Genetic Algorithm–Based Approach for Optimal Deployment of Roadside Units in Connected and Automated Vehicle Environments

Abstract

Traffic management strategies play a critical role in connected and automated vehicle (CV/AV) environments in which vehicles will be the primary source of traffic information. In CV/AV environments, traffic data are collected from vehicles, and decisions are made at the transportation management centers (TMCs) and communicated back to vehicles via deployed roadside units (RSUs). This process poses a challenge at the early deployment stages of the technology because of the anticipated low market penetration. Under such conditions, RSUs must be optimally located throughout the network to provide continuity and expand the coverage of vehicle-to-vehicle communication systems. This study presents a genetic algorithm–based approach for determining the optimal locations of RSUs by maximizing the connectivity robustness measure, by taking into consideration vehicle clustering (groups of vehicles in transmission range of each other), network size, and other factors. Traffic simulation data were generated from a microscopic simulation platform (VISSIM) and used to test the proposed approach for different penetration rates.
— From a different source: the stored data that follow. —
//! Configuration for matching, namespace detection, output and search.
//!
//! Load order: `.taxomap/config.toml` → environment variables → defaults.

use crate::vocab;
use anyhow::Result;
use serde::{Deserialize, Serialize};
use std::path::Path;

/// Top-level taxomap configuration.
#[derive(Debug, Clone, Default, Serialize, Deserialize)]
#[serde(default)]
pub struct TaxomapConfig {
    pub matching: MatchingConfig,
    pub namespace: NamespaceConfig,
    pub output: OutputConfig,
    pub search: SearchConfig,
}

/// Label matching configuration.
#[derive(Debug, Clone, Serialize, Deserialize)]
#[serde(default)]
pub struct MatchingConfig {
    /// Minimum similarity (0.0-1.0) for a candidate to be kept. Higher is stricter.
    pub threshold: f64,
    /// Number of candidate matches reported per source concept.
    pub top_n: usize,
    /// Similarity scorer: ratio, jaro_winkler, levenshtein, sorensen_dice.
    pub scorer: String,
    /// Number of parent classes listed in report rows.
    pub max_parents: usize,
}

/// How the source ontology's namespace is found.
#[derive(Debug, Clone, Serialize, Deserialize)]
#[serde(default)]
pub struct NamespaceConfig {
    /// Explicit source namespace. Skips detection when set.
    pub source: Option<String>,
    /// A declared prefix whose name contains one of these marks the source namespace.
    pub prefix_hints: Vec<String>,
    /// A declared namespace IRI containing one of these (case-insensitive) marks it too.
    pub iri_hints: Vec<String>,
}

/// Report output configuration.
#[derive(Debug, Clone, Serialize, Deserialize)]
#[serde(default)]
pub struct OutputConfig {
    /// File name prefix for the CSV tables.
    pub prefix: String,
}

/// Resource and label search configuration.
#[derive(Debug, Clone, Serialize, Deserialize)]
#[serde(default)]
pub struct SearchConfig {
    /// Namespace holding the fraud model classes and properties.
    pub namespace: String,
    /// Maximum number of label search results returned.
    pub result_limit: usize,
}

impl Default for MatchingConfig {
    fn default() -> Self {
        Self {
            threshold: 0.75,
            top_n: 5,
            scorer: "ratio".to_string(),
            max_parents: 3,
        }
    }
}

impl Default for NamespaceConfig {
    fn default() -> Self {
        Self {
            source: None,
            prefix_hints: vec!["gfo".to_string()],
            iri_hints: vec!["fraud".to_string()],
        }
    }
}

impl Default for OutputConfig {
    fn default() -> Self {
        Self {
            prefix: "ontology_mapping".to_string(),
        }
    }
}

impl Default for SearchConfig {
    fn default() -> Self {
        Self {
            namespace: vocab::GFO_NAMESPACE.to_string(),
            result_limit: 10,
        }
    }
}

/// Helper to parse an env var and apply it to a config field.
fn env_override<T: std::str::FromStr>(var: &str, target: &mut T) {
    if let Ok(v) = std::env::var(var)
        && let Ok(n) = v.parse()
    {
        *target = n;
    }
}

impl TaxomapConfig {
    /// Load config from `.taxomap/config.toml` in the project root, with env var overrides.
    /// Falls back to defaults if no config file exists.
    pub fn load(project_root: &Path) -> Result<Self> {
        let config_path = project_root.join(".taxomap").join("config.toml");

        let mut config = if config_path.exists() {
            let content = std::fs::read_to_string(&config_path)?;
            toml::from_str(&content)?
        } else {
            Self::default()
        };

        env_override("TAXOMAP_THRESHOLD", &mut config.matching.threshold);
        env_override("TAXOMAP_TOP_N", &mut config.matching.top_n);
        env_override("TAXOMAP_SCORER", &mut config.matching.scorer);
        env_override("TAXOMAP_OUTPUT_PREFIX", &mut config.output.prefix);
        env_override("TAXOMAP_SEARCH_NAMESPACE", &mut config.search.namespace);
        env_override("TAXOMAP_SEARCH_LIMIT", &mut config.search.result_limit);
        if let Ok(ns) = std::env::var("TAXOMAP_SOURCE_NAMESPACE")
            && !ns.is_empty()
        {
            config.namespace.source = Some(ns);
        }

        config.validate()?;
        Ok(config)
    }

    /// Check value ranges. Called by `load` and again after CLI flag overrides.
    pub fn validate(&self) -> Result<()> {
        if !(0.0..=1.0).contains(&self.matching.threshold) {
            anyhow::bail!(
                "matching.threshold ({}) must be between 0.0 and 1.0",
                self.matching.threshold
            );
        }
        if self.matching.top_n == 0 {
            anyhow::bail!("matching.top_n must be at least 1");
        }
        Ok(())
    }
}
The results show that the proposed approach identified locations where more vehicles can communicate. The optimized RSU locations enabled communication between more vehicles in the network, which was identified by the increased robustness of connectivity. This aspect can maximize the amount of exchanged information between vehicles and the RSUs. Consequently, better traffic monitoring can be achieved by collecting more representative data of the traffic conditions in the network. Thus, optimal decisions, such as vehicle rerouting, are made at the TMCs and disseminated to as many vehicles as possible, which helps in achieving better management.